When it released its quarterly results earlier this month, the company proposed a lower than expected forecast for the current vacation quarter and announced it would no longer divide the number of units shipped. Wall Street was not satisfied with this news, and Apple's stock market valuation fell below $ 1 trillion even before the call was over, as the company's stock price dropped sharply. about 8%. It has slightly recovered the next day, but rumors that the company's latest smartphone, the iPhone Xr, would not sell as well as hoped, have exacerbated Wall Street's fears of the future. With respect to Apple, its share price having continued to decline over the period. month.

And this week, the US Supreme Court will hear a case, Apple v. Pepper, which could threaten to derail one of its main business sectors.

The company's service activities, which include commissions on application sales, as well as subscriptions and other digital services that it offers, have become a significant and reliable source of revenue in recent years, eclipsing all his other activities (with the exception of the iPhone). and reaching the size of a full-fledged Fortune 100 company. During the last quarter, Apple generated a service revenue of nearly $ 10 billion.

The class action, which has been raging for almost 10 years, concerns the App Store for mobile devices. Apple charges developers a 30% commission on the apps they want to sell on the App Store. These fees are usually passed on to the consumer. The App Store is the only way to download applications to an iPhone, iPad or iPod Touch for most consumers who do not cancel their warranty. The Supreme Court is currently considering whether users can sue Apple for violating the federal antitrust law, considering that the App Store is actually a monopoly on the iPhone app market. Apple claims that only developers, those who set the price of their own applications, could engage in such a lawsuit. If the highest court of the United States decided that the lawsuit could be brought, Apple could possibly be held liable for the huge damages caused by the users, and theoretically be unable to charge its commission and have to let users download applications from 39, other places, in the future.
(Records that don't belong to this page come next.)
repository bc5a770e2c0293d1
// Copyright (c) 2024-2026 Martin Schröder <info@swedishembedded.com>
//
// SPDX-License-Identifier: MIT
mod schema;
mod loader;

pub use schema::*;
pub use loader::load;
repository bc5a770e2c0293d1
// Copyright (c) 2024-2026 Martin Schröder <info@swedishembedded.com>
//
// SPDX-License-Identifier: MIT
pub mod command;
pub mod file_browser;

use command::CommandPrompt;
use file_browser::FileBrowser;

/// The modal dialog currently on top of the chat, if any.
#[derive(Debug)]
pub enum Overlay {
    FileBrowser(FileBrowser),
    Command(CommandPrompt),
}
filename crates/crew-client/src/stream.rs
// Copyright (c) 2024-2026 Martin Schröder <info@swedishembedded.com>
//
// SPDX-License-Identifier: MIT
use std::pin::Pin;

use async_trait::async_trait;
use futures::Stream;

use crate::{AgentId, ClientError, TodoItem};

/// Final event of a turn stream.
#[derive(Debug, Clone, Default, PartialEq, Eq)]
pub struct Completion {
    /// Agent the backend handed the conversation to, if it changed.
    pub next_agent: Option<AgentId>,
    pub next_agent_name: Option<String>,
    /// Fresh to-do snapshot; replaces the local one wholesale.
    pub todo_items: Option<Vec<TodoItem>>,
}

#[derive(Debug, Clone, PartialEq, Eq)]
pub enum StreamEvent {
    /// A chunk of response text, appended to what came before.
    Fragment(String),
    /// The turn is finished.  Nothing follows.
    Completed(Completion),
}

pub type TurnStream = Pin<Box<dyn Stream<Item = Result<StreamEvent, ClientError>> + Send>>;

/// Opens the event stream of one agent turn.
///
/// A returned stream yields zero or more fragments and then exactly one
/// terminal item: `Ok(Completed)` or an `Err`.  It ends after that.
#[async_trait]
pub trait StreamTransport: Send + Sync {
    /// Human-readable transport name for logs.
    fn name(&self) -> &str;

    async fn open(&self, response_id: &str) -> Result<TurnStream, ClientError>;
}
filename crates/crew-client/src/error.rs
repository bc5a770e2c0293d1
// Copyright (c) 2024-2026 Martin Schröder <info@swedishembedded.com>
//
// SPDX-License-Identifier: MIT
use thiserror::Error;

#[derive(Debug, Error)]
pub enum ClientError {
    /// Connection refused, DNS failure, timeout or a broken body read.
    #[error("HTTP error: {0}")]
    Http(#[from] reqwest::Error),

    /// Non-2xx response whose body was not a workflow envelope.
    #[error("backend returned {status}: {body}")]
    Status { status: u16, body: String },

    /// 2xx response whose body could not be decoded.
    #[error("malformed response: {0}")]
    Decode(String),

    /// The backend answered with `status = "error"`.
    #[error("{message}")]
    Api { message: String },

    /// The backend reported a failure inside the event stream.
    #[error("stream error: {0}")]
    Stream(String),

    #[error("event stream closed before the turn completed")]
    StreamClosed,

    #[error("no stream data received within the idle timeout")]
    StreamTimeout,

    #[error("invalid backend URL: {0}")]
    InvalidUrl(String),
}

impl ClientError {
    /// Text shown to the user in a notification.
    ///
    /// Backend-reported failures keep their message; transport failures
    /// collapse to a generic retry hint.
    pub fn user_message(&self) -> String {
        match self {
            ClientError::Api { message } => message.clone(),
            _ => "Network error, please retry".to_string(),
        }
    }
}
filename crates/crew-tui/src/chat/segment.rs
// Copyright (c) 2024-2026 Martin Schröder <info@swedishembedded.com>
//
// SPDX-License-Identifier: MIT
//! Core chat data: the `ChatSegment` enum and helpers that operate on segment
//! slices.

use crew_client::{AgentId, SystemInfo};

/// Appended to an agent response whose stream broke off.
pub const CONNECTION_INTERRUPTED: &str = "Connection interrupted, please retry.";

/// One entry in the conversation log.
#[derive(Debug, Clone, PartialEq)]
pub enum ChatSegment {
    User(String),
    Agent {
        agent: AgentId,
        /// "<name> responding..." while streaming, the display name after.
        header: String,
        text: String,
        streaming: bool,
    },
    Error(String),
    /// A backend file pulled into the conversation from the file browser.
    File { name: String, language: &'static str, content: String },
    Terminal { command: String, output: String },
    SystemInfo(SystemInfo),
}

impl ChatSegment {
    /// A fresh, empty response for `agent` that is still streaming.
    pub fn responding(agent: AgentId, name: Option<&str>) -> Self {
        let header = format!("{} responding...", name.unwrap_or(agent.display_name()));
        ChatSegment::Agent { agent, header, text: String::new(), streaming: true }
    }

    pub fn is_streaming(&self) -> bool {
        matches!(self, ChatSegment::Agent { streaming: true, .. })
    }
}

/// Append a fragment to the agent response at `index`.  Returns `false` when
/// that segment is not an agent response.
pub fn append_fragment(segments: &mut [ChatSegment], index: usize, fragment: &str) -> bool {
    match segments.get_mut(index) {
        Some(ChatSegment::Agent { text, .. }) => {
            text.push_str(fragment);
            true
        }
        _ => false,
    }
}

/// Stop streaming the response at `index` and label it with its agent's
/// display name.
pub fn finalize_response(segments: &mut [ChatSegment], index: usize) {
    if let Some(ChatSegment::Agent { agent, header, streaming, .. }) = segments.get_mut(index) {
        *header = agent.display_name().to_string();
        *streaming = false;
    }
}

/// Finalize the response at `index` and append the interruption notice.
pub fn interrupt_response(segments: &mut [ChatSegment], index: usize) {
    if let Some(ChatSegment::Agent { text, .. }) = segments.get_mut(index) {
        if !text.is_empty() {
            text.push_str("\n\n");
        }
        text.push_str(CONNECTION_INTERRUPTED);
    }
    finalize_response(segments, index);
}
// Copyright (c) 2024-2026 Martin Schröder <info@swedishembedded.com>
//
// SPDX-License-Identifier: MIT
use clap::{ArgAction, CommandFactory, Parser, Subcommand};
use clap_complete::{generate, Shell};
use std::path::PathBuf;

#[derive(Parser, Debug)]
#[command(
    name = "crew",
    about = "Terminal client for a multi-agent workflow backend",
    version,
    long_about = None,
)]
pub struct Cli {
    #[command(subcommand)]
    pub command: Option<Commands>,

    /// Backend base URL, e.g. http://127.0.0.1:5001 (overrides server.base_url)
    #[arg(long, short = 's', env = "CREW_SERVER_URL", global = true)]
    pub server: Option<String>,

    /// Path to config file (layered on top of auto-discovered files)
    #[arg(long, short = 'c', global = true)]
    pub config: Option<PathBuf>,

    /// Do not ask the backend for an opening response when the TUI starts
    #[arg(long)]
    pub no_auto_start: bool,

    /// Initial request sent with workflow initialization
    #[arg(long, value_name = "TEXT")]
    pub request: Option<String>,

    /// Append logs to this file.  Without it the TUI does not log at all.
    #[arg(long, value_name = "PATH", global = true)]
    pub log_file: Option<PathBuf>,

    /// Increase verbosity (-v = debug, -vv = trace)
    #[arg(long, short = 'v', action = ArgAction::Count, global = true)]
    pub verbose: u8,
}

#[derive(Subcommand, Debug)]
pub enum Commands {
    /// Initialize the workflow and print the backend's answer
    Init {
        /// Initial request forwarded to the backend
        #[arg(long, value_name = "TEXT")]
        request: Option<String>,
        /// Do not start an opening agent response
        #[arg(long)]
        no_auto_start: bool,
    },
    /// Send one message and stream the agent's response to stdout
    Send {
        #[arg(value_name = "MESSAGE")]
        message: String,
    },
    /// Switch the current agent (id such as `ceo` or `web_searcher`)
    Switch {
        #[arg(value_name = "AGENT")]
        agent: String,
    },
    /// Print the to-do list
    Todo,
    /// Mark a task complete by its 1-based number in the to-do list
    Complete {
        #[arg(value_name = "TASK_NUMBER", value_parser = clap::value_parser!(u64).range(1..))]
        task_number: u64,
    },
    /// List a backend directory (default: the backend's root)
    Browse {
        #[arg(value_name = "PATH")]
        path: Option<String>,
    },
    /// Print a backend file
    Read {
        #[arg(value_name = "PATH")]
        path: String,
    },
    /// Run a command on the backend host and print its output
    Exec {
        #[arg(value_name = "COMMAND", required = true, num_args = 1.., trailing_var_arg = true, allow_hyphen_values = true)]
        command: Vec<String>,
    },
    /// Print backend host information
    Sysinfo,
    /// Ask the backend to release its resources
    Cleanup,
    /// List the agents the client knows about
    Agents,
    /// Print the effective configuration and exit
    ShowConfig,
    /// Generate shell completion script
    Completions {
        #[arg(value_enum)]
        shell: Shell,
    },
}

pub fn print_completions(shell: Shell) {
    let mut cmd = Cli::command();
    generate(shell, &mut cmd, "crew", &mut std::io::stdout());
}
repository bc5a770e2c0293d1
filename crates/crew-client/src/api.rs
// Copyright (c) 2024-2026 Martin Schröder <info@swedishembedded.com>
//
// SPDX-License-Identifier: MIT
use async_trait::async_trait;

use crate::{
    Acknowledged, AgentId, AgentSwitched, ClientError, FileEntry, Initialized, SystemInfo,
    TodoItem, TurnStarted,
};

/// Request/response surface of the workflow backend.
///
/// Every method maps to one endpoint.  Failures reported by the backend come
/// back as [`ClientError::Api`] carrying the backend message, or the
/// operation's fallback text when the backend gave none.
#[async_trait]
pub trait WorkflowApi: Send + Sync {
    /// `POST /initialize_workflow`
    async fn initialize(
        &self,
        auto_start: bool,
        user_request: Option<&str>,
    ) -> Result<Initialized, ClientError>;

    /// `POST /switch_agent`
    async fn switch_agent(&self, agent: &AgentId) -> Result<AgentSwitched, ClientError>;

    /// `POST /stream_agent_response`; the returned id names the turn's event
    /// stream.
    async fn submit_turn(&self, user_input: &str) -> Result<TurnStarted, ClientError>;

    /// `POST /complete_task` with the 1-based task number.
    async fn complete_task(&self, task_number: usize) -> Result<Acknowledged, ClientError>;

    /// `GET /get_todo_list`
    async fn todo_list(&self) -> Result<Vec<TodoItem>, ClientError>;

    /// `GET /browse_files?path=`; `None` lists the backend's default root.
    async fn browse_files(&self, path: Option<&str>) -> Result<Vec<FileEntry>, ClientError>;

    /// `GET /read_file?path=`
    async fn read_file(&self, path: &str) -> Result<String, ClientError>;

    /// `POST /execute_command`; returns the captured output.
    async fn execute_command(&self, command: &str) -> Result<String, ClientError>;

    /// `GET /get_system_info`
    async fn system_info(&self) -> Result<SystemInfo, ClientError>;

    /// `POST /cleanup`
    async fn cleanup(&self) -> Result<Acknowledged, ClientError>;
}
Apple's woes may not stop there. On November 26th, US President Donald Trump suggested considering a 10% tariff on devices, such as the iPhone and MacBooks, made in China. "I mean, I can earn 10% and people could handle that very easily," Trump told The Wall Street Journal (Paywall). "What I would advise is for [Apple and other manufacturers] to build factories in the United States and to manufacture the product here, and they have many other alternatives. "

The news frightened investors as Apple's share price was opened today (Nov. 27) at about 2% below its close last night. Shares are now trading around $ 174, down about 25% from the peak reached in early October. Its market capitalization now stands at about $ 826 billion, well below the peak of $ 1.1 trillion reached earlier this year.

Trump's comments could help explain why Apple Cook's CEO was in soggy American Idaho with the girl and president of the president, Ivanka Trump, to see how a local school district is "using technology."

However, no outing for joy on a school trip is likely to change the decision of the Supreme Court, nor an erasure of consumers face the rising prices of iPhones.